R. M. Ballantyne: his The Gorilla Hunters is the story of a group of plucky Victorian schoolboys who go to Africa to kill gorillas and any other fauna unlucky enough to cross their path. They also malign a lot of “niggers” {their term, not mine}. Here’s a taste. Chapter Two, which you can access from the link, contains enough nigger-maligning to make your hair stand on end.

Note to mods: the link is to a whole chapter, but it’s public domain.

eleanorigby, keep in mind that Alcott was writing largely about her own family, and got really annoyed when her readers would write to her BEGGING to have Jo end up with Laurie.

Besides, the the most recent movie version (with Christian Bale as Laurie-drool!), is wonderful, and I loved Susan Sarandon as Marmee.

He was a guest of Charles Dickens and family once. Afterwards, Dickens hung up a plaque in the guest room: “Hans Andersen slept here for three weeks — which seemed to this family forever.” If Charles Dickens thinks you’re a drag, then you must be clinically depressed.

The movies are fine–I am just asking that it be reread–you’ll be diabetic by chapter 5.
Jo ending up with the Professor was one of the few good bits in the book. That and Beth dying, of course.

It matters that Alcott’s books were revolutionary for their time only in Lit class. We are talking about children’s books that irritate even children. Little Women is dated and it shows. If some here want to be sentimental about it, so be it. For more glurge and sugar, read Little Men as well–to OD, read the whole series.
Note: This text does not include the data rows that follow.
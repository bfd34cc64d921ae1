//! Whole-document incompleteness classification.
//!
//! A single pre-order walk over the syntax tree evaluates every predicate
//! on every node. A node may contribute zero, one, or several sites, and
//! there is no early exit. When no grammar binding is available the
//! classifier degrades to a lexical line scan.

use crate::completion::window::{window_lines, WindowMode};
use crate::config;
use crate::syntax::languages::{self, LanguageBinding};
use once_cell::sync::Lazy;
use regex::Regex;
use serde::{Deserialize, Serialize};
use std::collections::HashSet;
use tracing::debug;
use tree_sitter::{Node, Tree};

/// Marker character that turns an inline trailing annotation into a
/// natural-language prompt.
pub(crate) const PROMPT_MARKER: char = '#';

static TODO_RE: Lazy<Regex> =
    Lazy::new(|| Regex::new(r"(?i)\b(todo|fixme|implement)\b").expect("todo marker pattern"));

/// Node types checked by the dangling-assignment predicate.
const ASSIGNMENT_TYPES: &[&str] = &[
    "variable_declarator",
    "assignment_expression",
    "assignment",
    "augmented_assignment",
    "let_declaration",
];

/// What made a site look unfinished.
#[derive(Debug, Clone, Copy, Serialize, Deserialize, PartialEq, Eq, Hash)]
pub enum IncompleteKind {
    NaturalLanguagePrompt,
    TodoComment,
    EmptyBody,
    DanglingControlFlow,
    DanglingAssignment,
    OpenBlockStart,
    EmptyAggregateBody,
}

/// A location judged likely to need generated content. Created fresh per
/// classification pass and never mutated.
#[derive(Debug, Clone, Serialize, Deserialize)]
pub struct IncompleteSite {
    pub line: usize,
    pub kind: IncompleteKind,
    pub raw_line: String,
    pub prompt_text: Option<String>,
    pub context_window: String,
}

/// Classify every incomplete site in a document, ordered by line.
///
/// Uses the default narrow window span for each site's context; call sites
/// with their own spans go through [`classify_with`].
pub fn classify(tree: Option<&Tree>, text: &str, language_id: &str) -> Vec<IncompleteSite> {
    classify_with(
        tree,
        text,
        language_id,
        config::DEFAULT_NARROW_BEFORE,
        config::DEFAULT_NARROW_AFTER,
    )
}

/// Classify with an explicit narrow window span for site context capture.
pub fn classify_with(
    tree: Option<&Tree>,
    text: &str,
    language_id: &str,
    narrow_before: usize,
    narrow_after: usize,
) -> Vec<IncompleteSite> {
    let lines: Vec<&str> = text.lines().collect();
    let narrow = WindowMode::Narrow {
        before: narrow_before,
        after: narrow_after,
    };
    let mut sites = Vec::new();

    // The prompt predicate is lexical in both strategies: an inline ask
    // appended after real code, as opposed to a full-line comment.
    for (row, line) in lines.iter().enumerate() {
        if let Some(prompt) = prompt_in_line(line) {
            push_site(
                &mut sites,
                &lines,
                row,
                IncompleteKind::NaturalLanguagePrompt,
                Some(prompt),
                &narrow,
            );
        }
    }

    match (tree, languages::resolve(language_id)) {
        (Some(tree), Some(binding)) => {
            visit(tree.root_node(), text, binding, &lines, &narrow, &mut sites);
        }
        _ => {
            scan_lines(&lines, &narrow, &mut sites);
        }
    }

    sites.sort_by_key(|site| site.line);
    let mut seen = HashSet::new();
    sites.retain(|site| seen.insert((site.line, site.kind)));

    debug!(
        language = language_id,
        sites = sites.len(),
        "classified incomplete sites"
    );
    sites
}

/// Pre-order traversal: evaluate all predicates on the node, then recurse
/// into each child in source order. Unrecognized node types match nothing;
/// error-recovery nodes are walked like any other.
fn visit(
    node: Node<'_>,
    src: &str,
    binding: &LanguageBinding,
    lines: &[&str],
    narrow: &WindowMode,
    sites: &mut Vec<IncompleteSite>,
) {
    check_todo_comment(node, src, lines, narrow, sites);
    check_empty_body(node, src, binding, lines, narrow, sites);
    check_dangling_control_flow(node, binding, lines, narrow, sites);
    check_dangling_assignment(node, src, lines, narrow, sites);
    check_empty_aggregate(node, lines, narrow, sites);

    let mut cursor = node.walk();
    for child in node.children(&mut cursor) {
        visit(child, src, binding, lines, narrow, sites);
    }
}

fn check_todo_comment(
    node: Node<'_>,
    src: &str,
    lines: &[&str],
    narrow: &WindowMode,
    sites: &mut Vec<IncompleteSite>,
) {
    if node.kind().contains("comment") && TODO_RE.is_match(node_text(node, src)) {
        push_site(
            sites,
            lines,
            node.start_position().row,
            IncompleteKind::TodoComment,
            None,
            narrow,
        );
    }
}

fn check_empty_body(
    node: Node<'_>,
    src: &str,
    binding: &LanguageBinding,
    lines: &[&str],
    narrow: &WindowMode,
    sites: &mut Vec<IncompleteSite>,
) {
    if !binding.is_function_like(node.kind()) {
        return;
    }
    let Some(body) = body_of(node, binding) else {
        return;
    };
    if !body_is_empty(body, src, binding) {
        return;
    }

    let start = body.start_position().row;
    let end = body.end_position().row;
    let first_blank =
        (start + 1..end).find(|&row| lines.get(row).is_some_and(|l| l.trim().is_empty()));

    if let Some(row) = first_blank {
        push_site(sites, lines, row, IncompleteKind::EmptyBody, None, narrow);
        return;
    }

    // No blank interior line: only the literal brace-pair / placeholder
    // body reports, at the body's own line.
    let trimmed = node_text(body, src).trim();
    if trimmed == "{}" || Some(trimmed) == binding.placeholder_body() {
        push_site(sites, lines, start, IncompleteKind::EmptyBody, None, narrow);
    }
}

fn check_dangling_control_flow(
    node: Node<'_>,
    binding: &LanguageBinding,
    lines: &[&str],
    narrow: &WindowMode,
    sites: &mut Vec<IncompleteSite>,
) {
    if !binding.is_control_flow(node.kind()) {
        return;
    }
    let has_body = node.child_by_field_name("body").is_some()
        || node.child_by_field_name("consequence").is_some()
        || {
            let mut cursor = node.walk();
            node.children(&mut cursor)
                .any(|child| binding.is_body_container(child.kind()))
        };
    if !has_body {
        push_site(
            sites,
            lines,
            node.start_position().row,
            IncompleteKind::DanglingControlFlow,
            None,
            narrow,
        );
    }
}

fn check_dangling_assignment(
    node: Node<'_>,
    src: &str,
    lines: &[&str],
    narrow: &WindowMode,
    sites: &mut Vec<IncompleteSite>,
) {
    if ASSIGNMENT_TYPES.contains(&node.kind())
        && ends_with_assignment_operator(node_text(node, src))
    {
        push_site(
            sites,
            lines,
            node.start_position().row,
            IncompleteKind::DanglingAssignment,
            None,
            narrow,
        );
    }
}

fn check_empty_aggregate(
    node: Node<'_>,
    lines: &[&str],
    narrow: &WindowMode,
    sites: &mut Vec<IncompleteSite>,
) {
    if !is_aggregate_declaration(node.kind()) {
        return;
    }
    let next = node.start_position().row + 1;
    if let Some(line) = lines.get(next) {
        let trimmed = line.trim();
        if trimmed.is_empty() || trimmed == "}" {
            push_site(
                sites,
                lines,
                next,
                IncompleteKind::EmptyAggregateBody,
                None,
                narrow,
            );
        }
    }
}

/// Lexical fallback for languages with no grammar binding. Open block
/// starts are only reported here; the tree strategy covers those lines
/// structurally and must not double-report them.
fn scan_lines(lines: &[&str], narrow: &WindowMode, sites: &mut Vec<IncompleteSite>) {
    for (row, line) in lines.iter().enumerate() {
        let trimmed = line.trim();
        if trimmed.is_empty() {
            continue;
        }
        if TODO_RE.is_match(line) {
            push_site(sites, lines, row, IncompleteKind::TodoComment, None, narrow);
        }
        if trimmed.ends_with('{') || trimmed.ends_with('(') {
            push_site(
                sites,
                lines,
                row,
                IncompleteKind::OpenBlockStart,
                None,
                narrow,
            );
        }
        if ends_with_assignment_operator(line) {
            push_site(
                sites,
                lines,
                row,
                IncompleteKind::DanglingAssignment,
                None,
                narrow,
            );
        }
    }
}

fn push_site(
    sites: &mut Vec<IncompleteSite>,
    lines: &[&str],
    row: usize,
    kind: IncompleteKind,
    prompt_text: Option<String>,
    narrow: &WindowMode,
) {
    // Invariant: every reported line is a valid index into the document.
    let Some(raw_line) = lines.get(row) else {
        return;
    };
    let context = window_lines(lines, row, narrow);
    sites.push(IncompleteSite {
        line: row,
        kind,
        raw_line: (*raw_line).to_string(),
        prompt_text,
        context_window: context.text,
    });
}

/// An inline prompt: the marker present but not as the line's first
/// non-whitespace character, with non-empty text after it.
fn prompt_in_line(line: &str) -> Option<String> {
    let idx = line.find(PROMPT_MARKER)?;
    if line[..idx].trim().is_empty() {
        return None;
    }
    let rest = line[idx + PROMPT_MARKER.len_utf8()..].trim();
    if rest.is_empty() {
        return None;
    }
    Some(rest.to_string())
}

/// Locate a node's body: the explicit body field when the grammar exposes
/// one, otherwise the first child with a body-container type.
pub(crate) fn body_of<'a>(node: Node<'a>, binding: &LanguageBinding) -> Option<Node<'a>> {
    if let Some(body) = node.child_by_field_name("body") {
        return Some(body);
    }
    let mut cursor = node.walk();
    node.children(&mut cursor)
        .find(|child| binding.is_body_container(child.kind()))
}

/// A body is empty when its trimmed text is a bare brace pair, the
/// language's placeholder keyword, or it has no named non-comment children.
pub(crate) fn body_is_empty(body: Node<'_>, src: &str, binding: &LanguageBinding) -> bool {
    let trimmed = node_text(body, src).trim();
    if trimmed == "{}" {
        return true;
    }
    if let Some(placeholder) = binding.placeholder_body() {
        if trimmed == placeholder {
            return true;
        }
    }
    let mut cursor = body.walk();
    !body
        .named_children(&mut cursor)
        .any(|child| !child.kind().contains("comment"))
}

pub(crate) fn ends_with_assignment_operator(text: &str) -> bool {
    let trimmed = text.trim_end();
    trimmed.ends_with('=')
        && !trimmed.ends_with("==")
        && !trimmed.ends_with("!=")
        && !trimmed.ends_with(">=")
        && !trimmed.ends_with("<=")
}

pub(crate) fn is_todo_line(line: &str) -> bool {
    TODO_RE.is_match(line)
}

fn is_aggregate_declaration(kind: &str) -> bool {
    (kind.contains("class")
        || kind.contains("interface")
        || kind.contains("struct")
        || kind.contains("enum"))
        && (kind.contains("declaration") || kind.contains("definition") || kind.contains("item"))
}

pub(crate) fn node_text<'a>(node: Node<'_>, src: &'a str) -> &'a str {
    node.utf8_text(src.as_bytes()).unwrap_or("")
}

#[cfg(test)]
mod tests {
    use super::*;

    #[test]
    fn prompt_requires_text_after_marker() {
        assert_eq!(prompt_in_line("x = 5 # sum the list"), Some("sum the list".to_string()));
        assert_eq!(prompt_in_line("x = 5 #   "), None);
    }

    #[test]
    fn full_line_comment_is_not_a_prompt() {
        assert_eq!(prompt_in_line("# just a comment"), None);
        assert_eq!(prompt_in_line("   # indented comment"), None);
    }

    #[test]
    fn assignment_operator_detection() {
        assert!(ends_with_assignment_operator("let x ="));
        assert!(ends_with_assignment_operator("total += "));
        assert!(!ends_with_assignment_operator("if a == "));
        assert!(!ends_with_assignment_operator("let x = 1;"));
        assert!(!ends_with_assignment_operator(""));
    }

    #[test]
    fn fallback_scan_reports_lexical_sites() {
        let text = "int main() {\nx = \n# full line comment\ny = compute()  # then print it\nTODO: cleanup\n";
        let sites = classify(None, text, "cobol");

        let kinds: Vec<(usize, IncompleteKind)> =
            sites.iter().map(|s| (s.line, s.kind)).collect();
        assert!(kinds.contains(&(0, IncompleteKind::OpenBlockStart)));
        assert!(kinds.contains(&(1, IncompleteKind::DanglingAssignment)));
        assert!(kinds.contains(&(3, IncompleteKind::NaturalLanguagePrompt)));
        assert!(kinds.contains(&(4, IncompleteKind::TodoComment)));
        assert!(!kinds.iter().any(|(line, _)| *line == 2));

        let prompt = sites
            .iter()
            .find(|s| s.kind == IncompleteKind::NaturalLanguagePrompt)
            .expect("prompt site");
        assert_eq!(prompt.prompt_text.as_deref(), Some("then print it"));
        assert_eq!(prompt.raw_line, "y = compute()  # then print it");
    }

    #[test]
    fn fallback_scan_dedupes_repeated_kinds_per_line() {
        // A TODO line that also ends with an open brace yields two distinct
        // kinds for one line, but never the same kind twice.
        let text = "// TODO: finish {\n";
        let sites = classify(None, text, "unknown-lang");
        let mut pairs: Vec<(usize, IncompleteKind)> =
            sites.iter().map(|s| (s.line, s.kind)).collect();
        let before = pairs.len();
        pairs.dedup();
        assert_eq!(before, pairs.len());
        assert!(pairs.contains(&(0, IncompleteKind::TodoComment)));
        assert!(pairs.contains(&(0, IncompleteKind::OpenBlockStart)));
    }

    #[test]
    fn empty_document_yields_no_sites() {
        assert!(classify(None, "", "typescript").is_empty());
        assert!(classify(None, "", "not-a-language").is_empty());
    }
}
Ugh.

If you really want to gag, take a look at Eight Cousins (I think that’s the title) and Rose in Bloom, its sequel.

Granted, I read these both when I was older, and Eight Cousins isn’t so bad as Rose in Bloom, but good God, those were awful. I nearly threw up by the end.

My mother is German, and one year for Christmas we got her an English translation of German fairy tales, including Cinderalla and Snow White and all the other good ol’ fashioned violent ones. After we all got a good laugh out of it, she brought out Struwwelpeter, a German book of “children’s tales,” and read it to us. The highlights include:[ul]
[li]A story about a kid who sucked his thumb too much, and so his mother hired a man with a gigantic pair of scissors to come and cut his thumbs off.[/li][li]A little girl who burned to death while playing with matches (and kittens crying over the smoking piles of ashes afterwards).[/li][li]A picky boy who starves to death at the dinner table because he won’t eat his veggies.[/li][li]A kid who laughed at a black child, and so was dunked into a huge inkwell and everybody laughed at him because he was even blacker.[/ul] And that’s just what I can remember. “I was raised with this stuff,” she said, and my brother and I traded glances, amazed to have survived this long without having suffered massive injury.[/li]
Another story I had issue with as a child was The Velveteen Rabbit. A kid comes down with scarlet fever, and his little stuffed rabbit is his only friend because he can’t go outside. When the kid gets better, everything he came in contact with has to be burned. The little stuffed rabbit makes a wish (or something), gets turned into a real rabbit, and escapes immolation. I remember asking the teacher in school if the rabbit still had scarlet fever.